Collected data
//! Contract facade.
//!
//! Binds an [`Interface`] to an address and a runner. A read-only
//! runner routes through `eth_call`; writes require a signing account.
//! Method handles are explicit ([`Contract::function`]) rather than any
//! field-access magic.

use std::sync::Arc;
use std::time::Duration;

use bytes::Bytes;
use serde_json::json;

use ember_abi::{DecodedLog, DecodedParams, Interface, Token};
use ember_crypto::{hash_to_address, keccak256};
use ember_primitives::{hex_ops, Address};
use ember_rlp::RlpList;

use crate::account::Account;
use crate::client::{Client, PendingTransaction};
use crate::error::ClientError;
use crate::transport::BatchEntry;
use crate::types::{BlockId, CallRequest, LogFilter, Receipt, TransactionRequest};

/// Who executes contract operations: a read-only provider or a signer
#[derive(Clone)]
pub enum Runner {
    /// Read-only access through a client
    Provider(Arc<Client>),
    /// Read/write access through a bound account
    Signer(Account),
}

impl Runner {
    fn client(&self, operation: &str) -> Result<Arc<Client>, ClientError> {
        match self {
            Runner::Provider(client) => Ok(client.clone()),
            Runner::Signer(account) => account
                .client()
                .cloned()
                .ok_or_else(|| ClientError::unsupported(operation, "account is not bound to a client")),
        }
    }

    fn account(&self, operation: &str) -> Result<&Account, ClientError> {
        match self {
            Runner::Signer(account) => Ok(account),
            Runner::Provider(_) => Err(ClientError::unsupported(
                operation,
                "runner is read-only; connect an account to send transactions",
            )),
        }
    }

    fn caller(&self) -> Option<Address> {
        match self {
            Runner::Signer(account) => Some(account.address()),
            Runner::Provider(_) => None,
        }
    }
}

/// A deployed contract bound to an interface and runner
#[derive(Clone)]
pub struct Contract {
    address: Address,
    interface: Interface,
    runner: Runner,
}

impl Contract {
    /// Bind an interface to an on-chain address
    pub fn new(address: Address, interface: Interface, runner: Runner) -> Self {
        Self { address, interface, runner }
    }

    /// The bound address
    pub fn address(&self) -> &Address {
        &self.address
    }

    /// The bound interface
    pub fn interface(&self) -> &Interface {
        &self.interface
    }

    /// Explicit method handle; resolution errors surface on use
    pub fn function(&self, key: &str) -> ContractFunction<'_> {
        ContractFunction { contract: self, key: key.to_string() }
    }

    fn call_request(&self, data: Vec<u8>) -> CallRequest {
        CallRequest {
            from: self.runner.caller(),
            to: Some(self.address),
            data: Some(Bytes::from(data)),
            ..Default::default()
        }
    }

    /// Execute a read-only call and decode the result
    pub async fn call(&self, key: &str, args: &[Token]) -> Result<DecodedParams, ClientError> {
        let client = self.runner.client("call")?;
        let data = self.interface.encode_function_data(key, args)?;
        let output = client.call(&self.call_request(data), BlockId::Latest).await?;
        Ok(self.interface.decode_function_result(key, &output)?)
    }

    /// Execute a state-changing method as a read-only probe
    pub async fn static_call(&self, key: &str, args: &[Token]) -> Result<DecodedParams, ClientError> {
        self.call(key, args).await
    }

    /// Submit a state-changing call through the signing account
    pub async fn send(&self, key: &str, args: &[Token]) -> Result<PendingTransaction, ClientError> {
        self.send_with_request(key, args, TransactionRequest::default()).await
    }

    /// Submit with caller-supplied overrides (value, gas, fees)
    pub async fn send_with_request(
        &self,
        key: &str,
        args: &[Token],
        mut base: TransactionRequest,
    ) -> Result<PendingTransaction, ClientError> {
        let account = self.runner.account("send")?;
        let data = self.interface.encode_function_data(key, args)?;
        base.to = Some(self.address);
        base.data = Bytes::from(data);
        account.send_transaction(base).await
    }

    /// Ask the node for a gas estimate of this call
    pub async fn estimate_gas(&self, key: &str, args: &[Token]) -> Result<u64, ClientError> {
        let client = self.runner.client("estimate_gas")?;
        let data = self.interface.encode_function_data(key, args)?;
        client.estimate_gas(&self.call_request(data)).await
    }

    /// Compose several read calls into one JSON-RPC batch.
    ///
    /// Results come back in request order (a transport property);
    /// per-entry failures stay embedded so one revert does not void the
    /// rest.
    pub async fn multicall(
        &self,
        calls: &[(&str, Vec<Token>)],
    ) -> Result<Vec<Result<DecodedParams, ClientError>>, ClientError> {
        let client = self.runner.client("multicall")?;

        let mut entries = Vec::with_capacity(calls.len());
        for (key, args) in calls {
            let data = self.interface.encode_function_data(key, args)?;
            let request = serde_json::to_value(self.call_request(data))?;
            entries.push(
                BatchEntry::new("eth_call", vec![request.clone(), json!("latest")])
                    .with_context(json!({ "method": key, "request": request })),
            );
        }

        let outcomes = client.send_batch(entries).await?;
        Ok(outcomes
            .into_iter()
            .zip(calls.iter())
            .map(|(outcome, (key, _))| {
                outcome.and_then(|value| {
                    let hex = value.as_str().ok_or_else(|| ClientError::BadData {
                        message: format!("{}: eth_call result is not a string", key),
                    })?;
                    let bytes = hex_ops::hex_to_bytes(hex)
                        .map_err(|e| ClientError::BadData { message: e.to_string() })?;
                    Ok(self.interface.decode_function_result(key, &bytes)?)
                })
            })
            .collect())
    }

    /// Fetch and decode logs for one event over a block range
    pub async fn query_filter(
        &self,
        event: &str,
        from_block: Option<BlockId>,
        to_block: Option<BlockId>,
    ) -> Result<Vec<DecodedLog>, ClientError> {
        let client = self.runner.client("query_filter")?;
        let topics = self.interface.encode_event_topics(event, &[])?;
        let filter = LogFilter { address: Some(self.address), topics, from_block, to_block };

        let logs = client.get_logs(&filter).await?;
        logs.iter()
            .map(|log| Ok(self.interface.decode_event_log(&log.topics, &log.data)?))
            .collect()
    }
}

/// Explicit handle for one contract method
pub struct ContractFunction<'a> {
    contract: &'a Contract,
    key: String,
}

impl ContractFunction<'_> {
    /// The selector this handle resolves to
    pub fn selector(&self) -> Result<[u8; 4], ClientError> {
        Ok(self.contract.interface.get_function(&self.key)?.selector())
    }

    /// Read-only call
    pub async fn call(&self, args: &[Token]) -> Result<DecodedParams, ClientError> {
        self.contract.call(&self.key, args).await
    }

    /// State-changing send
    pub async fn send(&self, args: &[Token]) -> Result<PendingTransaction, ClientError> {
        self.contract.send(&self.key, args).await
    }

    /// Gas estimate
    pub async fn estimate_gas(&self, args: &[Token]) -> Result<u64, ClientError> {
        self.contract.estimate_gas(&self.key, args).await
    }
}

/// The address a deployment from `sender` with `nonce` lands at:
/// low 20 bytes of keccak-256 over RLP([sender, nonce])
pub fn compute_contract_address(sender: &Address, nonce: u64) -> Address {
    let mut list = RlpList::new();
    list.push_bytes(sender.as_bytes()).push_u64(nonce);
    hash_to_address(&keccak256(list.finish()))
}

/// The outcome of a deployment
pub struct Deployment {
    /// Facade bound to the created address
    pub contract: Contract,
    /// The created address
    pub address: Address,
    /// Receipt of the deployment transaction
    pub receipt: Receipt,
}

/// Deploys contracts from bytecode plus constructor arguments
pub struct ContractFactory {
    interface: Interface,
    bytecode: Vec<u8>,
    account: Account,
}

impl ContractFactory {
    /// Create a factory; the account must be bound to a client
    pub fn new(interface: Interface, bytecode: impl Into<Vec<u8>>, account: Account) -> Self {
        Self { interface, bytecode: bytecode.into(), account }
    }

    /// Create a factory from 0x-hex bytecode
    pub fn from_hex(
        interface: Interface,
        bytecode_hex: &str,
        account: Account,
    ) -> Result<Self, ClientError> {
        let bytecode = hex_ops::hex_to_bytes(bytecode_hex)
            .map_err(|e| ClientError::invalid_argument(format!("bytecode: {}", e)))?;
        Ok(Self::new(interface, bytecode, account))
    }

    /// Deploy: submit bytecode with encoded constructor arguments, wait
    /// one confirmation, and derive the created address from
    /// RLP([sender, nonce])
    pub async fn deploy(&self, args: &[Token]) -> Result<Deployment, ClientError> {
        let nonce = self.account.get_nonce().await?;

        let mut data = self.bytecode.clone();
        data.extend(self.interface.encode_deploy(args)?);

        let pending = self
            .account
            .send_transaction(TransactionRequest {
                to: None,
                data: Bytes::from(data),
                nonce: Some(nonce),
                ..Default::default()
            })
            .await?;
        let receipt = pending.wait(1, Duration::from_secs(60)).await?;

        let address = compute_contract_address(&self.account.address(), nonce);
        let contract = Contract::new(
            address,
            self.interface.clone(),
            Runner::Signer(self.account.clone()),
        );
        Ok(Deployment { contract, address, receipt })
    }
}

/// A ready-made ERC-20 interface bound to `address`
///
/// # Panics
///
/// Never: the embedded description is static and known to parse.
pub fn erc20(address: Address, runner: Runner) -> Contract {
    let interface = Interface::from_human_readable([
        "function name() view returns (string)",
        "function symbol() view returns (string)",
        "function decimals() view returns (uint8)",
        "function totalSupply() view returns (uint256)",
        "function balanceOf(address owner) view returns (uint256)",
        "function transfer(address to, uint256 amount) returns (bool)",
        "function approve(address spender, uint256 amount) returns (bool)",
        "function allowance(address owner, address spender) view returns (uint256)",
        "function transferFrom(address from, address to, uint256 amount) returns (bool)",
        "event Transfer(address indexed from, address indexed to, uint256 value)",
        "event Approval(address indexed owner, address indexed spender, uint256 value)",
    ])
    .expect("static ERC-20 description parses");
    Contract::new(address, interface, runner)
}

What is needed: Reproduce, exactly as they stand in the data above, the lines from the one that holds "name() view returns" to the one that holds "transfer(address to, uint256", inclusive.

Finished task:
        "function name() view returns (string)",
        "function symbol() view returns (string)",
        "function decimals() view returns (uint8)",
        "function totalSupply() view returns (uint256)",
        "function balanceOf(address owner) view returns (uint256)",
        "function transfer(address to, uint256 amount) returns (bool)",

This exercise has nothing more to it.